La Port Louis Maritime Employees Association poursuit sa campagne de dénonciation contre la Cargo Handling Corporation en affirmant ce matin à un point de presse que ladite société traverse une grave crise de management. Le syndicat accuse la direction d’« actes de sabotage » qui affecteraient les activités portuaires. L’état-major réclame une rencontre avec le premier ministre Navin Ramgoolam et l’institution d’une nouvelle direction.

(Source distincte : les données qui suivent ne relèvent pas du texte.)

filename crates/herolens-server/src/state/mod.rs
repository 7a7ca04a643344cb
pub mod app_state;

pub use app_state::*;
//! Core types for HeroLens

use serde::{Deserialize, Serialize};

/// The nine categories the bundled model was trained on, in output order
pub const DEFAULT_CLASSES: [&str; 9] = [
    "batman",
    "captain america",
    "deadpool",
    "hulk",
    "iron man",
    "spiderman",
    "superman",
    "wolverine",
    "wonder woman",
];

/// Owned copy of [`DEFAULT_CLASSES`]
pub fn default_classes() -> Vec<String> {
    DEFAULT_CLASSES.iter().map(|c| c.to_string()).collect()
}

/// Result of a single forward pass
#[derive(Debug, Clone, Serialize, Deserialize)]
pub struct Prediction {
    /// Predicted class label
    pub label: String,

    /// Index of `label` in the predictor's class list
    pub index: usize,

    /// One probability per class, in the predictor's class order
    pub probabilities: Vec<f32>,

    /// Wall-clock time of the forward pass in microseconds
    pub latency_us: u64,
}

impl Prediction {
    /// Build a prediction from per-class probabilities.
    ///
    /// The label is the class with the highest probability; the first index
    /// wins ties. Returns `None` when `classes` is empty or the lengths differ.
    pub fn from_probabilities(classes: &[String], probabilities: Vec<f32>) -> Option<Self> {
        if classes.is_empty() || classes.len() != probabilities.len() {
            return None;
        }

        let mut index = 0;
        for (i, p) in probabilities.iter().enumerate() {
            if *p > probabilities[index] {
                index = i;
            }
        }

        Some(Self {
            label: classes[index].clone(),
            index,
            probabilities,
            latency_us: 0,
        })
    }

    /// Probability of the predicted class
    pub fn confidence(&self) -> f32 {
        self.probabilities[self.index]
    }

    /// Pairs of (class, probability) in the given class order
    pub fn scores<'a>(&'a self, classes: &'a [String]) -> impl Iterator<Item = (&'a str, f32)> + 'a {
        classes
            .iter()
            .map(String::as_str)
            .zip(self.probabilities.iter().copied())
    }
}

#[cfg(test)]
mod tests {
    use super::*;

    #[test]
    fn test_argmax_keeps_first_on_tie() {
        let classes = default_classes();
        let prediction = Prediction::from_probabilities(&classes, vec![1.0 / 9.0; 9]).unwrap();
        assert_eq!(prediction.label, "batman");
        assert_eq!(prediction.index, 0);
    }

    #[test]
    fn test_argmax_picks_highest() {
        let classes = default_classes();
        let mut probs = vec![0.01; 9];
        probs[4] = 0.92;
        let prediction = Prediction::from_probabilities(&classes, probs).unwrap();
        assert_eq!(prediction.label, "iron man");
        assert!((prediction.confidence() - 0.92).abs() < f32::EPSILON);
    }

    #[test]
    fn test_length_mismatch_rejected() {
        let classes = default_classes();
        assert!(Prediction::from_probabilities(&classes, vec![0.5, 0.5]).is_none());
        assert!(Prediction::from_probabilities(&[], vec![]).is_none());
    }

    #[test]
    fn test_scores_preserve_order() {
        let classes = default_classes();
        let prediction = Prediction::from_probabilities(&classes, (0..9).map(|i| i as f32).collect()).unwrap();
        let names: Vec<&str> = prediction.scores(&classes).map(|(c, _)| c).collect();
        assert_eq!(names, DEFAULT_CLASSES.to_vec());
    }
}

Les membres de la Port Louis Maritime Employees Association (PLMEA) allèguent que « les actes de sabotage du management de la Cargo Handling Corporation (CHC) » contre leur syndicat s’intensifient. La situation est d’autant plus préoccupante que cela affecterait les opérations dans le secteur portuaire. L’état-major de la PLMEA, dont le président Alain Edouard, le secrétaire Fernard Fanor et le Technical Advisor Ashok Subron, dénonce un boycott de la direction sous trois volets : une désorganisation du travail orchestrée par le management, une confusion chez les travailleurs du port qui ont du mal à se situer avec leurs supérieurs hiérarchiques et une politique de deux poids deux mesures concernant les actions disciplinaires. Selon la PLMEA, le départ du Managing Director et la suspension du Human Ressource Manager à la suite d’un rapport interne de l’audit, démontrent des cas de passe-droits ayant contribué à un management crisis à la CHC.

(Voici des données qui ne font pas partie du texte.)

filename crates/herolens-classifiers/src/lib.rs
//! HeroLens Classifiers
//!
//! Everything between a remote model artifact and a [`Prediction`](herolens_core::Prediction):
//! - [`fetcher`]: downloads the artifact once if it is missing
//! - [`model_loader`]: deserializes it with Candle, translating
//!   accelerator-only failures into an actionable message
//! - [`predictor`]: the immutable classifier shared by all requests
//! - [`preprocess`]: image decoding and tensor preparation

pub mod fetcher;
pub mod model_loader;
pub mod predictor;
pub mod preprocess;

pub use fetcher::{ArtifactFetcher, FetchOutcome};
pub use model_loader::{
    Architecture, ArtifactDecoder, CandleDecoder, ModelConfig, ModelFormat, ModelLoader,
    REMEDIATION_MESSAGE,
};
pub use predictor::Predictor;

Les dirigeants sollicitent officiellement une rencontre avec le premier ministre Navin Ramgoolam qui est à la tête du « parent ministry » du secteur portuaire. Une lettre sera adressée au Prime Minister’s Officer en ce sens cet après-midi. Les syndicalistes réclament qu’une nouvelle direction soit nommée au sein de la CHC. L’état-major de la PLMEA, qui se dresse comme un challenger à la Port Louis Harbour Dockers Workers Union, se dit prêt à divulguer davantage d’informations sur les « malpractices » dans le port s’il obtient une rencontre avec le premier ministre ou si celui-ci nomme un nouveau management dans ce secteur.
La PLMEA a exprimé par ailleurs une nouvelle fois son opposition à la privatisation du port.